Alexei Navalny calls for social media ‘information front’ against Russia

This article is more than 2 years old

Jailed opposition leader urges west to support huge ad campaign in order to break through Kremlin Ukraine war propaganda

Alexei Navalny has called for an “information front” against Russia’s invasion of Ukraine as the jailed opposition leader asserted that poll results showing 75% of Russians support the conflict were a “Kremlin lie”.

In an extended series of tweets, Navalny called on western leaders to support a massive social media ad campaign in order to break through Kremlin propaganda regarding the invasion.

“We need ads. Lots of ads,” wrote Navalny. “A huge national anti-war campaign will start with an advertising campaign. Two hundred million impressions a day to reach every Russian internet user twice. Stories, posts and prerolls. Across Russia, in cities and villages. On every tablet and every phone.”

He called on Joe Biden, Boris Johnson, Ursula von der Leyen, Mark Zuckerberg and Sundar Pichai, the head of Google owner Alphabet, to “urgently find a solution to crush [Vladimir] Putin’s propaganda using the advertising power of social media”.
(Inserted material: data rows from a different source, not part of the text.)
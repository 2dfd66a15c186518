use std::collections::HashMap;

use serde::{Deserialize, Serialize};
use slotmap::new_key_type;

use crate::error::ConfigurationError;
use crate::linspace::Linspace;
use crate::terms::MembershipFunction;

new_key_type! {
    /// A variable key
    pub struct VariableKey;
}

/// Upper bound on the number of grid points a single universe may hold.
pub const MAX_SAMPLES: usize = 1_000_000;

#[derive(Clone, Copy, Debug, PartialEq, Eq, Hash, Serialize, Deserialize)]
#[serde(rename_all = "snake_case")]
pub enum Role {
    Input,
    Output,
}

/// Bounded interval of discourse plus the grid used to sample it.
#[derive(Clone, Debug, PartialEq)]
pub struct Universe {
    min: f64,
    max: f64,
    resolution: f64,
    samples: Vec<f64>,
}

impl Universe {
    /// Returns `None` unless `min < max` and `resolution > 0`, all finite,
    /// and the grid fits in [`MAX_SAMPLES`] points.
    ///
    /// The grid holds `floor((max - min) / resolution) + 1` evenly spaced
    /// points (never fewer than two) with both bounds included, so the
    /// spacing equals `resolution` whenever it divides the span.
    pub fn new(min: f64, max: f64, resolution: f64) -> Option<Self> {
        if !(min.is_finite() && max.is_finite() && resolution.is_finite()) || min >= max || resolution <= 0. {
            return None;
        }

        // Nudge the quotient so that e.g. 1.0 / 0.1 = 9.999999999999998
        // still yields 11 points.
        let steps = ((max - min) / resolution + 1e-9).floor();

        if steps >= MAX_SAMPLES as f64 {
            return None;
        }

        let num = (steps as usize + 1).max(2);
        let samples = Linspace::new(min, max, num).collect();

        Some(Self {
            min,
            max,
            resolution,
            samples,
        })
    }

    pub fn min(&self) -> f64 {
        self.min
    }

    pub fn max(&self) -> f64 {
        self.max
    }

    pub fn resolution(&self) -> f64 {
        self.resolution
    }

    pub fn midpoint(&self) -> f64 {
        self.min + (self.max - self.min) / 2.
    }

    pub fn samples(&self) -> &[f64] {
        &self.samples
    }

    pub fn contains(&self, x: f64) -> bool {
        self.min <= x && x <= self.max
    }

    pub fn clamp(&self, x: f64) -> f64 {
        x.clamp(self.min, self.max)
    }
}

#[derive(Clone, Debug)]
pub(crate) struct Term {
    pub(crate) name: String,
    pub(crate) membership: MembershipFunction,
    /// `membership` evaluated at every universe sample
    pub(crate) sampled: Vec<f64>,
}

/// A named quantity described by overlapping fuzzy terms.
#[derive(Clone, Debug)]
pub struct LinguisticVariable {
    name: String,
    role: Role,
    universe: Universe,
    terms: Vec<Term>,
    term_index: HashMap<String, usize>,
}

impl LinguisticVariable {
    pub fn new(name: impl Into<String>, role: Role, universe: Universe) -> Self {
        Self {
            name: name.into(),
            role,
            universe,
            terms: Vec::new(),
            term_index: HashMap::new(),
        }
    }

    pub fn add_term(&mut self, term: impl Into<String>, membership: MembershipFunction) -> Result<(), ConfigurationError> {
        let term = term.into();

        if self.term_index.contains_key(&term) {
            return Err(ConfigurationError::DuplicateTerm {
                variable: self.name.clone(),
                term,
            });
        }

        let sampled = self.universe.samples.iter().map(|&y| membership.degree(y)).collect();

        self.term_index.insert(term.clone(), self.terms.len());
        self.terms.push(Term {
            name: term,
            membership,
            sampled,
        });

        Ok(())
    }

    pub fn name(&self) -> &str {
        &self.name
    }

    pub fn role(&self) -> Role {
        self.role
    }

    pub fn universe(&self) -> &Universe {
        &self.universe
    }

    /// Term names in declaration order.
    pub fn terms(&self) -> impl Iterator<Item = &str> {
        self.terms.iter().map(|t| t.name.as_str())
    }

    pub fn membership(&self, term: &str) -> Option<&MembershipFunction> {
        self.term_index.get(term).map(|&i| &self.terms[i].membership)
    }

    /// Degree of `x` in `term`. Values outside the universe are clamped to
    /// the nearest bound first, so readings at or past the extremes are
    /// scored like the extremes themselves.
    pub fn degree(&self, term: &str, x: f64) -> Option<f64> {
        self.term_index.get(term).map(|&i| self.degree_at(i, x))
    }

    /// Degrees of `x` in every term, in declaration order.
    pub fn fuzzify(&self, x: f64) -> Vec<(&str, f64)> {
        (0..self.terms.len())
            .map(|i| (self.terms[i].name.as_str(), self.degree_at(i, x)))
            .collect()
    }

    /// The term's degrees over [`Universe::samples`].
    pub fn membership_curve(&self, term: &str) -> Option<&[f64]> {
        self.term_index.get(term).map(|&i| &*self.terms[i].sampled)
    }

    pub(crate) fn term_position(&self, term: &str) -> Option<usize> {
        self.term_index.get(term).copied()
    }

    pub(crate) fn degree_at(&self, term: usize, x: f64) -> f64 {
        self.terms[term].membership.degree(self.universe.clamp(x))
    }

    pub(crate) fn sampled_at(&self, term: usize) -> &[f64] {
        &self.terms[term].sampled
    }
}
The advertising campaign would be a way around the Kremlin’s efforts to shut down independent media in Russia. Along with most independent websites and newspapers, the Russian censor has also blocked access to Facebook, Twitter and Instagram.

It also marks the opposition leader’s biggest foray yet into the complicated question of how widely the Russian public supports the war in Ukraine. Polling results, including from the independent Levada Centre, have shown majority support among Russians for the war.
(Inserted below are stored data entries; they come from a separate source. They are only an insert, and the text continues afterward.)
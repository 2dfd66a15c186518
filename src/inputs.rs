use std::collections::HashMap;

use serde::{Deserialize, Serialize};

/// Crisp readings for one inference call, keyed by input variable name.
#[derive(Clone, Debug, Default, PartialEq, Serialize, Deserialize)]
#[serde(transparent)]
pub struct Inputs(pub(crate) HashMap<String, f64>);

impl Inputs {
    pub fn new() -> Self {
        Inputs(HashMap::new())
    }

    pub fn add(&mut self, var: impl Into<String>, val: f64) {
        self.0.insert(var.into(), val);
    }

    pub fn with(mut self, var: impl Into<String>, val: f64) -> Self {
        self.add(var, val);
        self
    }

    pub fn get(&self, var: &str) -> Option<f64> {
        self.0.get(var).copied()
    }

    pub fn len(&self) -> usize {
        self.0.len()
    }

    pub fn is_empty(&self) -> bool {
        self.0.is_empty()
    }

    pub fn iter(&self) -> impl Iterator<Item = (&str, f64)> {
        self.0.iter().map(|(k, v)| (k.as_str(), *v))
    }
}

impl<K: Into<String>> FromIterator<(K, f64)> for Inputs {
    fn from_iter<T: IntoIterator<Item = (K, f64)>>(iter: T) -> Self {
        Inputs(iter.into_iter().map(|(k, v)| (k.into(), v)).collect())
    }
}

impl From<HashMap<String, f64>> for Inputs {
    fn from(map: HashMap<String, f64>) -> Self {
        Inputs(map)
    }
}
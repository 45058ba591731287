//! Custom Ratatui widget that renders a [`ViewTree`] as an indented,
//! collapsible two-column tree: label on the left, value on the right.

use ratatui::{
    buffer::Buffer,
    layout::Rect,
    style::Style,
    text::{Line, Span},
    widgets::{Block, StatefulWidget, Widget},
};

use crate::core::tree::{NodeId, ViewTree};

use super::theme::Theme;

/// Blank cells between the label column and the value column.
const COLUMN_GAP: usize = 2;

// ───────────────────────────────────────── state ─────────────

/// Persistent state for the tree widget (selected index, scroll offsets).
#[derive(Debug, Default)]
pub struct TreeWidgetState {
    /// Index into the *visible* flat list that is currently highlighted.
    pub selected: usize,
    /// Vertical scroll offset (first visible row).
    pub offset: usize,
    /// Horizontal scroll offset in cells.
    pub h_offset: usize,
}

impl TreeWidgetState {
    pub fn select_next(&mut self, max: usize) {
        if max > 0 && self.selected < max - 1 {
            self.selected += 1;
        }
    }

    pub fn select_prev(&mut self) {
        self.selected = self.selected.saturating_sub(1);
    }

    /// Ensure the selected row is visible within the viewport of `height` rows.
    pub fn clamp_scroll(&mut self, height: usize) {
        if height == 0 {
            return;
        }
        if self.selected < self.offset {
            self.offset = self.selected;
        } else if self.selected >= self.offset + height {
            self.offset = self.selected - height + 1;
        }
    }
}

// ───────────────────────────────────────── row model ─────────

/// One rendered row in the tree view.
#[derive(Debug)]
pub struct TreeRow {
    pub depth: usize,
    pub label: String,
    pub value: Option<String>,
    pub expanded: bool,
    pub has_children: bool,
}

// ───────────────────────────────────────── widget ────────────

/// The tree widget itself — created fresh each frame.
pub struct TreeWidget<'a> {
    tree: &'a ViewTree,
    block: Option<Block<'a>>,
    indent: usize,
    focused: bool,
}

impl<'a> TreeWidget<'a> {
    pub fn new(tree: &'a ViewTree) -> Self {
        Self {
            tree,
            block: None,
            indent: 2,
            focused: true,
        }
    }

    pub fn block(mut self, block: Block<'a>) -> Self {
        self.block = Some(block);
        self
    }

    /// Cells of indentation per depth level.
    pub fn indent(mut self, indent: usize) -> Self {
        self.indent = indent;
        self
    }

    pub fn focused(mut self, focused: bool) -> Self {
        self.focused = focused;
        self
    }

    /// Build the flat list of visible rows.
    pub fn build_rows(&self) -> Vec<TreeRow> {
        let mut rows = Vec::new();
        for &root in &self.tree.roots {
            self.collect_rows(root, &mut rows);
        }
        rows
    }

    fn collect_rows(&self, node_id: NodeId, rows: &mut Vec<TreeRow>) {
        let node = self.tree.get(node_id);
        rows.push(TreeRow {
            depth: node.depth,
            label: node.label.clone(),
            value: node.value.clone(),
            expanded: node.expanded,
            has_children: node.has_children(),
        });
        if node.expanded {
            for &child in &node.children {
                self.collect_rows(child, rows);
            }
        }
    }

    /// Turn a row into styled segments laid out on the two columns.
    fn row_segments(&self, row: &TreeRow, label_width: usize) -> Vec<(String, Style)> {
        let marker = if !row.has_children {
            "  "
        } else if row.expanded {
            "▼ "
        } else {
            "▶ "
        };
        let lead = row.depth * self.indent;
        let used = lead + 2 + row.label.chars().count();
        let pad = label_width.saturating_sub(used) + COLUMN_GAP;

        let mut segments = vec![
            (" ".repeat(lead), Style::default()),
            (marker.to_string(), Theme::marker_style()),
            (row.label.clone(), Theme::label_style()),
        ];
        if let Some(value) = &row.value {
            segments.push((" ".repeat(pad), Style::default()));
            segments.push((value.clone(), Theme::value_style()));
        }
        segments
    }
}

/// Drop the first `skip` chars of the segments, keeping styles.
fn clip_segments(segments: Vec<(String, Style)>, mut skip: usize) -> Line<'static> {
    let mut spans = Vec::with_capacity(segments.len());
    for (text, style) in segments {
        let len = text.chars().count();
        if skip >= len {
            skip -= len;
            continue;
        }
        let kept: String = text.chars().skip(skip).collect();
        skip = 0;
        spans.push(Span::styled(kept, style));
    }
    Line::from(spans)
}

impl<'a> StatefulWidget for TreeWidget<'a> {
    type State = TreeWidgetState;

    fn render(self, area: Rect, buf: &mut Buffer, state: &mut Self::State) {
        // Resolve the inner area (inside the optional block border).
        let inner = if let Some(ref block) = self.block {
            let inner = block.inner(area);
            block.clone().render(area, buf);
            inner
        } else {
            area
        };

        let rows = self.build_rows();
        if rows.is_empty() {
            return;
        }
        state.selected = state.selected.min(rows.len() - 1);
        state.clamp_scroll(inner.height as usize);

        let label_width = self.tree.label_column_width(self.indent);
        let widest = rows
            .iter()
            .map(|r| {
                let value = r.value.as_ref().map_or(0, |v| COLUMN_GAP + v.chars().count());
                label_width + value
            })
            .max()
            .unwrap_or(0);
        state.h_offset = state.h_offset.min(widest.saturating_sub(inner.width as usize));

        let visible_rows = rows
            .iter()
            .enumerate()
            .skip(state.offset)
            .take(inner.height as usize);

        for (i, (row_idx, row)) in visible_rows.enumerate() {
            let y = inner.y + i as u16;
            let line_area = Rect::new(inner.x, y, inner.width, 1);

            let base = if row_idx == state.selected {
                if self.focused {
                    Theme::selected_style()
                } else {
                    Theme::selected_unfocused_style()
                }
            } else if row.depth == 0 {
                Theme::group_header_style()
            } else {
                Style::default()
            };

            let line = clip_segments(self.row_segments(row, label_width), state.h_offset);
            buf.set_line(inner.x, y, &line, inner.width);
            // Patch the whole row so the background runs past the text.
            buf.set_style(line_area, base);
        }
    }
}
But critics have cited poor polling techniques, low response rates and other mitigating factors to argue that many Russians are simply too afraid to voice their opposition to the war.

Then there are the efforts of pro-Kremlin programming, which has come to dominate television schedules in recent months as entertainment programmes have been pushed off all the main government channels.

“The fact is that most Russian citizens have a completely distorted view of what is happening in Ukraine,” Navalny wrote in messages passed to his supporters. “For them, Putin is waging a small, very successful war with very little bloodshed. Our soldiers are heroes and there are hardly any casualties.”

For the same price as a javelin anti-tank missile, he argued, western leaders could attract 200m ad views or “at least 8m views on a video with the truth about what is happening in Ukraine”.

Russia has pulled its troops back from the Ukrainian capital of Kyiv but is preparing for a new offensive in Ukraine’s east. Putin has said that Russia’s war will “continue until its full completion and the goals that have been set are fulfilled”.